#### TASK OBJECTIVE:
Return only the number of lines in the data below where the word "directory" appears.
#### EXERCISE INPUTS ####
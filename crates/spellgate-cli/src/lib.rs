// spellgate-cli: shared utilities for CLI tools.

use std::path::PathBuf;
use std::process;

use spellgate_hunspell::Hunspell;

/// Dictionary used when no `--lang` is given.
pub const DEFAULT_LANG: &str = "en_US";

/// Dictionary selection parsed from the command line.
#[derive(Debug, Clone, PartialEq, Eq)]
pub struct DictArgs {
    pub dict_path: Option<String>,
    pub lang: String,
}

impl Default for DictArgs {
    fn default() -> Self {
        Self {
            dict_path: None,
            lang: DEFAULT_LANG.to_string(),
        }
    }
}

/// Search for `{lang}.aff` / `{lang}.dic` and open them with Hunspell.
///
/// Search order:
/// 1. `dict_path` argument (if provided)
/// 2. `SPELLGATE_DICT_PATH` environment variable
/// 3. `~/.hunspell`
/// 4. `/usr/share/hunspell`, `/usr/share/myspell`
/// 5. Current working directory
///
/// `SPELLGATE_HUNSPELL_LIB` overrides the shared library to load.
pub fn load_engine(args: &DictArgs) -> Result<Hunspell, String> {
    let search_paths = build_search_paths(
        args.dict_path.as_deref(),
        std::env::var("SPELLGATE_DICT_PATH").ok(),
        home_dir(),
    );

    let (affix, dictionary) = find_dictionary(&search_paths, &args.lang).ok_or_else(|| {
        format!(
            "could not find {lang}.aff and {lang}.dic in any of the search paths:\n{}",
            search_paths
                .iter()
                .map(|p| format!("  - {}", p.display()))
                .collect::<Vec<_>>()
                .join("\n"),
            lang = args.lang,
        )
    })?;

    let library = std::env::var_os("SPELLGATE_HUNSPELL_LIB").map(PathBuf::from);
    Hunspell::open(library.as_deref(), &affix, &dictionary)
        .map_err(|e| format!("failed to open {}: {e}", dictionary.display()))
}

/// First directory in `paths` holding both files for `lang`.
pub fn find_dictionary(paths: &[PathBuf], lang: &str) -> Option<(PathBuf, PathBuf)> {
    paths.iter().find_map(|dir| {
        let affix = dir.join(format!("{lang}.aff"));
        let dictionary = dir.join(format!("{lang}.dic"));
        (affix.is_file() && dictionary.is_file()).then_some((affix, dictionary))
    })
}

/// Build the list of directories to search for dictionary files.
fn build_search_paths(
    dict_path: Option<&str>,
    env_path: Option<String>,
    home: Option<PathBuf>,
) -> Vec<PathBuf> {
    let mut paths = Vec::new();

    if let Some(p) = dict_path {
        paths.push(PathBuf::from(p));
    }

    if let Some(env_path) = env_path.filter(|p| !p.is_empty()) {
        // Colon-separated, like DICPATH.
        paths.extend(
            env_path
                .split(':')
                .filter(|p| !p.is_empty())
                .map(PathBuf::from),
        );
    }

    if let Some(home) = home {
        paths.push(home.join(".hunspell"));
        #[cfg(target_os = "macos")]
        paths.push(home.join("Library").join("Spelling"));
    }

    paths.push(PathBuf::from("/usr/share/hunspell"));
    paths.push(PathBuf::from("/usr/share/myspell"));

    if let Ok(cwd) = std::env::current_dir() {
        paths.push(cwd);
    }

    paths
}

/// Get the user's home directory.
fn home_dir() -> Option<PathBuf> {
    std::env::var("HOME").ok().map(PathBuf::from)
}

/// Parse `--dict-path=PATH` / `-d PATH` and `--lang=LANG` / `-l LANG`.
///
/// Returns the selection and the remaining args.
pub fn parse_dict_path(args: &[String]) -> Result<(DictArgs, Vec<String>), String> {
    let mut dict = DictArgs::default();
    let mut remaining = Vec::new();
    let mut iter = args.iter();

    while let Some(arg) = iter.next() {
        if let Some(val) = arg.strip_prefix("--dict-path=") {
            dict.dict_path = Some(val.to_string());
        } else if let Some(val) = arg.strip_prefix("--lang=") {
            dict.lang = val.to_string();
        } else if arg == "--dict-path" || arg == "-d" {
            let val = iter.next().ok_or_else(|| format!("{arg} requires a value"))?;
            dict.dict_path = Some(val.clone());
        } else if arg == "--lang" || arg == "-l" {
            let val = iter.next().ok_or_else(|| format!("{arg} requires a value"))?;
            dict.lang = val.clone();
        } else {
            remaining.push(arg.clone());
        }
    }

    Ok((dict, remaining))
}

/// Print an error message and exit with code 1.
pub fn fatal(msg: &str) -> ! {
    eprintln!("error: {msg}");
    process::exit(1);
}

/// Check if `--help` or `-h` is in the args.
pub fn wants_help(args: &[String]) -> bool {
    args.iter().any(|a| a == "--help" || a == "-h")
}

/// Words given as positional arguments (anything not starting with `-`).
pub fn positional_words(args: &[String]) -> Vec<String> {
    args.iter().filter(|a| !a.starts_with('-')).cloned().collect()
}

/// Render control characters visibly for one-line output.
pub fn escape_display(text: &str) -> String {
    text.replace('\n', "\\n")
        .replace('\r', "\\r")
        .replace('\t', "\\t")
}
####
#### EXERCISE RESULT:
3